Consensus it’s a guy talking about a girl who’s not paying him enough attention, his warning to her that she’s going to lose him entirely if she keeps it up. “Redbone” seems to be a slang term for a light-skinned black woman and not, as I originally thought, a cool reference to a 70’s one-hit-wonder band.

Maybe it’s about that. Or maybe it’s about a black man trying to make it in a white America where he feels unwelcome and rebuffed but not so much so that he’s going to stop trying. “If you want it/you can have it,” that sounds like he’s talking about himself, if you’ll accept me I’ll do what it takes to continue that acceptance and I’ll enjoy the rewards of them because I want those rewards and maybe I shouldn’t want them but why but why shouldn’t I want them?

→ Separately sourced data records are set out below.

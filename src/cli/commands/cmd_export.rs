use std::path::PathBuf;

use clap::Args;
use colored::Colorize;

use crate::{
    cli::{
        Context,
        commands::{ExitOnErr, new_spinner},
    },
    services::{ExportOptions, ExportService},
};

#[derive(Args, Debug)]
#[clap(after_help = r#"
EXAMPLES:
    # modelsync export --prefix t_ --output src/models.rs
    This will read every table starting with `t_` and write one SeaORM entity per table to `src/models.rs`.

    # modelsync export --stdout > models.rs
    This will print the generated file instead of writing it.
    "#)]
pub struct ExportArgs {
    /// Table name prefix, matched literally (defaults to MODELSYNC__MODELS__PREFIX)
    #[arg(long)]
    prefix: Option<String>,

    /// Output file (defaults to MODELSYNC__MODELS__PATH)
    #[arg(long, short, value_name = "FILE")]
    output: Option<PathBuf>,

    /// Print the generated file instead of writing it
    #[arg(long, conflicts_with = "output")]
    stdout: bool,
}

pub async fn execute(args: &ExportArgs, ctx: &Context<'_>) {
    let mut options = ExportOptions::from_settings(ctx.settings);
    if let Some(prefix) = &args.prefix {
        options.prefix = prefix.clone();
    }
    if let Some(output) = &args.output {
        options.output = output.clone();
    }
    options.stdout = args.stdout;

    let (spinner, progress) = new_spinner();
    let service = ExportService::new(ctx.settings.clone());
    let result = service.run(&options, &progress).await;
    spinner.finish_and_clear();

    let report = result.exit_on_err("Export failed");
    match &report.output {
        None => print!("{}", report.content),
        Some(path) => println!(
            "✅ Exported {} table(s) to {} in {}",
            report.tables.len().to_string().cyan(),
            path.display().to_string().green(),
            report.duration
        ),
    }
}
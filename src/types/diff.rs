use std::collections::BTreeSet;

use serde::Serialize;

/// Partition of table names between the model file and the live schema.
#[derive(Clone, Debug, Default, PartialEq, Eq, Serialize)]
pub struct DiffResult {
    /// In the model, absent from the database.
    pub new: BTreeSet<String>,
    /// In the model and in the database.
    pub existing: BTreeSet<String>,
    /// In the database under the prefix, absent from the model. Never dropped.
    pub orphaned: BTreeSet<String>,
}

impl DiffResult {
    pub fn has_changes(&self) -> bool {
        !self.new.is_empty() || !self.existing.is_empty()
    }

    /// Tables the import touches, in name order.
    pub fn affected(&self) -> Vec<String> {
        self.new.union(&self.existing).cloned().collect()
    }
}
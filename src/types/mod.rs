mod backup;
mod diff;
mod entity;
mod field_type;
mod sync_phase;
mod table;
mod verification;

pub use backup::{BackupFile, BackupManifest};
pub use diff::DiffResult;
pub use entity::{EntityField, EntityModel, EntityRelation, ModelRegistry};
pub use field_type::FieldType;
pub use sync_phase::SyncPhase;
pub use table::{ColumnDescriptor, ForeignKeyRef, IndexDescriptor, SqlType, TableDescriptor};
pub use verification::{TableVerification, VerificationMismatch};
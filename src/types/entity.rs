use std::collections::{BTreeMap, BTreeSet};

use serde::Serialize;

use super::{field_type::FieldType, table::IndexDescriptor};

#[derive(Clone, Debug, PartialEq, Eq, Serialize)]
pub struct EntityField {
    /// Database column name.
    pub name: String,
    pub field_type: FieldType,
    pub nullable: bool,
    pub primary_key: bool,
    pub auto_increment: bool,
    pub unique: bool,
    pub indexed: bool,
    pub default: Option<String>,
}

impl EntityField {
    pub fn new(name: impl Into<String>, field_type: FieldType) -> Self {
        Self {
            name: name.into(),
            field_type,
            nullable: false,
            primary_key: false,
            auto_increment: false,
            unique: false,
            indexed: false,
            default: None,
        }
    }
}

/// A `belongs_to` relation, expressed in table and column names.
#[derive(Clone, Debug, PartialEq, Eq, Serialize)]
pub struct EntityRelation {
    /// Variant name in the generated `Relation` enum.
    pub name: String,
    pub columns: Vec<String>,
    pub referenced_table: String,
    pub referenced_columns: Vec<String>,
}

/// One loaded (or about to be rendered) entity class.
#[derive(Clone, Debug, PartialEq, Eq, Serialize)]
pub struct EntityModel {
    pub class_name: String,
    pub module_name: String,
    pub table_name: String,
    pub fields: Vec<EntityField>,
    pub relations: Vec<EntityRelation>,
    /// Named indexes and unique constraints, multi-column ones included.
    pub indexes: Vec<IndexDescriptor>,
}

impl EntityModel {
    pub fn field(&self, name: &str) -> Option<&EntityField> {
        self.fields.iter().find(|f| f.name == name)
    }

    pub fn primary_key(&self) -> Vec<&str> {
        self.fields
            .iter()
            .filter(|f| f.primary_key)
            .map(|f| f.name.as_str())
            .collect()
    }

    /// Every index the table should have: the named ones, then one per
    /// `unique`/`indexed` field that no named single-column index covers.
    /// Fields of the primary key get none.
    pub fn index_definitions(&self) -> Vec<IndexDescriptor> {
        let mut definitions = self.indexes.clone();
        for field in self.fields.iter().filter(|f| !f.primary_key && (f.unique || f.indexed)) {
            let covered = self.indexes.iter().any(|i| {
                i.columns.len() == 1 && i.columns[0] == field.name && (i.unique || !field.unique)
            });
            if covered {
                continue;
            }
            let prefix = if field.unique { "uq" } else { "idx" };
            definitions.push(IndexDescriptor {
                name: format!("{}_{}_{}", prefix, self.table_name, field.name),
                columns: vec![field.name.clone()],
                unique: field.unique,
            });
        }
        definitions
    }

    /// Tables this entity points at through its relations, excluding itself.
    pub fn dependencies(&self) -> BTreeSet<&str> {
        self.relations
            .iter()
            .map(|r| r.referenced_table.as_str())
            .filter(|t| *t != self.table_name)
            .collect()
    }
}

/// Loaded entities keyed by class name.
#[derive(Clone, Debug, Default, PartialEq, Eq)]
pub struct ModelRegistry {
    entities: BTreeMap<String, EntityModel>,
}

impl ModelRegistry {
    pub fn new() -> Self {
        Self::default()
    }

    /// Adds an entity, returning the one previously registered under the same class name.
    pub fn insert(&mut self, entity: EntityModel) -> Option<EntityModel> {
        self.entities.insert(entity.class_name.clone(), entity)
    }

    pub fn get(&self, class_name: &str) -> Option<&EntityModel> {
        self.entities.get(class_name)
    }

    pub fn by_table(&self, table_name: &str) -> Option<&EntityModel> {
        self.entities.values().find(|e| e.table_name == table_name)
    }

    pub fn table_names(&self) -> BTreeSet<String> {
        self.entities.values().map(|e| e.table_name.clone()).collect()
    }

    pub fn iter(&self) -> impl Iterator<Item = &EntityModel> {
        self.entities.values()
    }

    pub fn len(&self) -> usize {
        self.entities.len()
    }

    pub fn is_empty(&self) -> bool {
        self.entities.is_empty()
    }
}

impl FromIterator<EntityModel> for ModelRegistry {
    fn from_iter<T: IntoIterator<Item = EntityModel>>(iter: T) -> Self {
        let mut registry = Self::new();
        for entity in iter {
            registry.insert(entity);
        }
        registry
    }
}

#[cfg(test)]
mod tests {
    use super::*;

    fn entity(class_name: &str, table_name: &str) -> EntityModel {
        EntityModel {
            class_name: class_name.into(),
            module_name: class_name.to_lowercase(),
            table_name: table_name.into(),
            fields: vec![EntityField {
                primary_key: true,
                auto_increment: true,
                ..EntityField::new("id", FieldType::Integer)
            }],
            relations: vec![],
            indexes: vec![],
        }
    }

    #[test]
    fn registry_looks_up_by_class_and_table() {
        let registry: ModelRegistry =
            [entity("Orders", "t_orders"), entity("Customer", "t_customer")].into_iter().collect();

        assert_eq!(registry.len(), 2);
        assert_eq!(registry.get("Orders").map(|e| e.table_name.as_str()), Some("t_orders"));
        assert_eq!(registry.by_table("t_customer").map(|e| e.class_name.as_str()), Some("Customer"));
        assert!(registry.by_table("t_missing").is_none());
        assert_eq!(
            registry.table_names().into_iter().collect::<Vec<_>>(),
            vec!["t_customer".to_string(), "t_orders".to_string()]
        );
    }

    #[test]
    fn dependencies_skip_self_references() {
        let mut orders = entity("Orders", "t_orders");
        orders.relations = vec![
            EntityRelation {
                name: "Customer".into(),
                columns: vec!["customer_id".into()],
                referenced_table: "t_customer".into(),
                referenced_columns: vec!["id".into()],
            },
            EntityRelation {
                name: "Orders".into(),
                columns: vec!["parent_id".into()],
                referenced_table: "t_orders".into(),
                referenced_columns: vec!["id".into()],
            },
        ];

        assert_eq!(orders.dependencies().into_iter().collect::<Vec<_>>(), vec!["t_customer"]);
        assert_eq!(orders.primary_key(), vec!["id"]);
    }

    #[test]
    fn index_definitions_keep_names_and_fill_gaps() {
        let mut orders = entity("Orders", "t_orders");
        orders.fields.extend([
            EntityField {
                indexed: true,
                ..EntityField::new("status", FieldType::String(Some(10)))
            },
            EntityField {
                unique: true,
                ..EntityField::new("code", FieldType::String(Some(20)))
            },
            EntityField::new("user_id", FieldType::Integer),
        ]);
        orders.indexes = vec![
            IndexDescriptor {
                name: "idx_orders_status".into(),
                columns: vec!["status".into()],
                unique: false,
            },
            IndexDescriptor {
                name: "uq_orders_user_status".into(),
                columns: vec!["user_id".into(), "status".into()],
                unique: true,
            },
        ];

        let names: Vec<String> = orders.index_definitions().into_iter().map(|i| i.name).collect();

        assert_eq!(names, vec!["idx_orders_status", "uq_orders_user_status", "uq_t_orders_code"]);
    }
}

“Stay woke” is the key phrase. “Stay awake” means be vigilant, stay alert, watch out for what’s coming. “Stay woke” implies what you’ve been watching out for has already happened and you’ve already learned the hard truths from that. Now the important thing is not to forget what you’ve seen and experienced, not to deny those feelings even if on a given day things seem to have improved. “Stay woke” is a state of perpetual vigilance, perpetual questioning, of enjoying the surface while waiting for the inevitable moment what’s underneath is revealed. And although that applies to a black man in white society (see “Get Out”), it doesn’t only apply there.

Me to my son: “I love that song Redbone on the CD you made. But what is he talking about, ‘neighbors creeping’?”

My son: “You might want to listen to that line again.”